The Mysteries of TaijiRead Now
April, towards the end of the month, is usually celebrated as World Taiji Day, this is the accepted date that has been chosen for the founding of Taiji. The Internal martial arts name their home as Wudang Mountain at the Purple Heaven Temple (usually just referred to as Wudang), the Internal arts being arts like; Taiji, Hsing Yi, Bagua, Liu He Ba Fa and so on. Though many of these arts were created outside of Wudang, almost all of these systems will list Wudang as the center of the Taoist Internal arts just as Shaolin is listed by many as the center of the External arts even though many styles were developed and created outside the walls of the temple.
Taiji is said to have been created by Zhang San Feng thousands of years ago, Zhang San Feng was a Taoist monk who lists Taiji as being created at Wudang, he is also known as Zhang Jun Bao he was born East of Liaoning province at the end of the Song dynasty. Zhang San Feng is known at Wudang as the founder of all Internal martial arts.

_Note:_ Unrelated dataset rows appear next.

//! nlmt-server
//!
//! # Architecture Overview
//!
//! ```text
//!   argv ──▶ cli ──▶ policy decoders ──▶ config::resolve ──▶ ServerConfig
//!                                            │
//!                                            └─▶ events::compose (console, syslog, netprint)
//!
//!   ServerConfig ──▶ lifecycle::run ──▶ Engine::construct ──▶ listen_and_serve
//!                          ▲
//!   SIGINT/SIGTERM ──▶ signal controller ──▶ shutdown (1st) / exit 3 (2nd)
//! ```

use std::process::ExitCode;

use nlmt_server::cli::{self, Cli};
use nlmt_server::config;
use nlmt_server::lifecycle::{self, ExitClass};
use nlmt_server::observability::logging;
use nlmt_server::policy::FILLER_FACTORIES;
use nlmt_server::server::Reflector;

#[tokio::main]
async fn main() -> ExitCode {
    let cli = match Cli::parse_from_args(std::env::args_os()) {
        Ok(cli) => cli,
        Err(exit) => {
            eprint!("{}", exit.message);
            return exit.class.into();
        }
    };

    if cli.version {
        println!("{}", cli::version_text());
        return ExitClass::Success.into();
    }

    logging::init(cli.really_quiet);
    tracing::info!(version = env!("CARGO_PKG_VERSION"), "nlmt-server starting");

    let config = match config::resolve(&cli, FILLER_FACTORIES) {
        Ok(config) => config,
        Err(e) => {
            let class = e.exit_class();
            eprintln!("Error: {e}");
            if class == ExitClass::BadCommandLine {
                eprint!("{}", Cli::usage());
                eprintln!();
            }
            return class.into();
        }
    };

    match lifecycle::run::<Reflector>(config).await {
        Ok(()) => {
            tracing::info!("Shutdown complete");
            ExitClass::Success.into()
        }
        Err(e) => {
            eprintln!("Error: {e}");
            e.exit_class().into()
        }
    }
}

When Taiji became known here in the West it was recognized as a slow moving exercise and was not generally known as a martial art; those seriously practicing this art knew it to be martial and different in it's movements and skills from Shaolin. As Taiji was taught in Senior centers or community classes and continued to grow in popularity here in the West the martial side of the art was less emphasized and students began to see it more as an exercise. This slow moving exercise was not seen as being effective for street self-defense, it did not seem realistic when compared with how people could attack in tournaments or maybe what they saw in the movies.

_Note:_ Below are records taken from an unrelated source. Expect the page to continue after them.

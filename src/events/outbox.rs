//! Per-sink delivery queue.
//!
//! Network sinks hand events to a bounded queue drained by a dedicated
//! writer thread, so a collector that stops reading only backs up its own
//! queue. Once the queue is full, further events for that sink are refused
//! rather than waited on.

use std::sync::Mutex;
use std::thread::{self, JoinHandle};

use tokio::sync::mpsc::{self, error::TrySendError};

use super::SinkError;

/// Events a sink may have in flight before new ones are refused.
pub const QUEUE_DEPTH: usize = 1024;

/// Bounded queue plus the thread that drains it.
#[derive(Debug)]
pub struct Outbox<T> {
    name: &'static str,
    tx: Mutex<Option<mpsc::Sender<T>>>,
    worker: Mutex<Option<JoinHandle<()>>>,
}

impl<T: Send + 'static> Outbox<T> {
    /// Start a writer thread that feeds each queued item to `deliver`.
    ///
    /// The first delivery error stops the writer; later pushes report the
    /// sink as closed.
    pub fn spawn<F>(name: &'static str, depth: usize, mut deliver: F) -> Result<Self, SinkError>
    where
        F: FnMut(T) -> Result<(), SinkError> + Send + 'static,
    {
        let (tx, mut rx) = mpsc::channel::<T>(depth);

        let worker = thread::Builder::new()
            .name(format!("{name}-writer"))
            .spawn(move || {
                while let Some(item) = rx.blocking_recv() {
                    if let Err(e) = deliver(item) {
                        tracing::warn!(sink = name, error = %e, "Sink writer stopped");
                        break;
                    }
                }
                tracing::debug!(sink = name, "Sink writer exited");
            })
            .map_err(SinkError::Delivery)?;

        Ok(Self {
            name,
            tx: Mutex::new(Some(tx)),
            worker: Mutex::new(Some(worker)),
        })
    }

    /// Queue an item without waiting.
    pub fn push(&self, item: T) -> Result<(), SinkError> {
        let guard = self.tx.lock().unwrap_or_else(|e| e.into_inner());
        let tx = guard.as_ref().ok_or(SinkError::Closed)?;
        tx.try_send(item).map_err(|e| match e {
            TrySendError::Full(_) => SinkError::Backlogged { sink: self.name },
            TrySendError::Closed(_) => SinkError::Closed,
        })
    }

    pub fn is_closed(&self) -> bool {
        self.tx.lock().unwrap_or_else(|e| e.into_inner()).is_none()
    }

    /// Stop accepting items and wait for the writer to drain what is queued.
    ///
    /// Returns false if the outbox was already closed.
    pub fn close(&self) -> bool {
        let tx = self.tx.lock().unwrap_or_else(|e| e.into_inner()).take();
        if tx.is_none() {
            return false;
        }
        drop(tx);

        let worker = self.worker.lock().unwrap_or_else(|e| e.into_inner()).take();
        if let Some(worker) = worker {
            if worker.join().is_err() {
                tracing::warn!(sink = self.name, "Sink writer panicked");
            }
        }
        true
    }
}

With the popularity of DVD's and online training, the emphasis of Taiji was again seen as an exercise of meditation and physical therapy type training one could see some "martial" applications being demonstrated but because the student was not training in a training hall they again were not seeing the real practice of Taiji. Also, many instructors may have trained in Taiji for martial purposes but found it much easier to teach many students a watered down form instead of the years necessary for martial instruction and over the many years that Taiji has been available here in the West it has become less and less a martial art for the these very reasons to the general public.
There will always be some students who only want to train in Taiji as a moving meditation and there will be instructors who will teach it that way and for those who are looking for something deeper in their studies then it becomes important to be able to fine a teacher who has the necessary skills and time in their own training to pass on the martial applications. Proper teachers of Taiji are still training under instructors and they have learned their skills from masters with numerous years of training usually starting very young. They have been guided one on one by these teachers and have met other masters introduced to them as their training family. This is the proper way to learn Taiji and kung fu, knowledge passed down directly from master to student over a very long time, there is no short cut to martial training.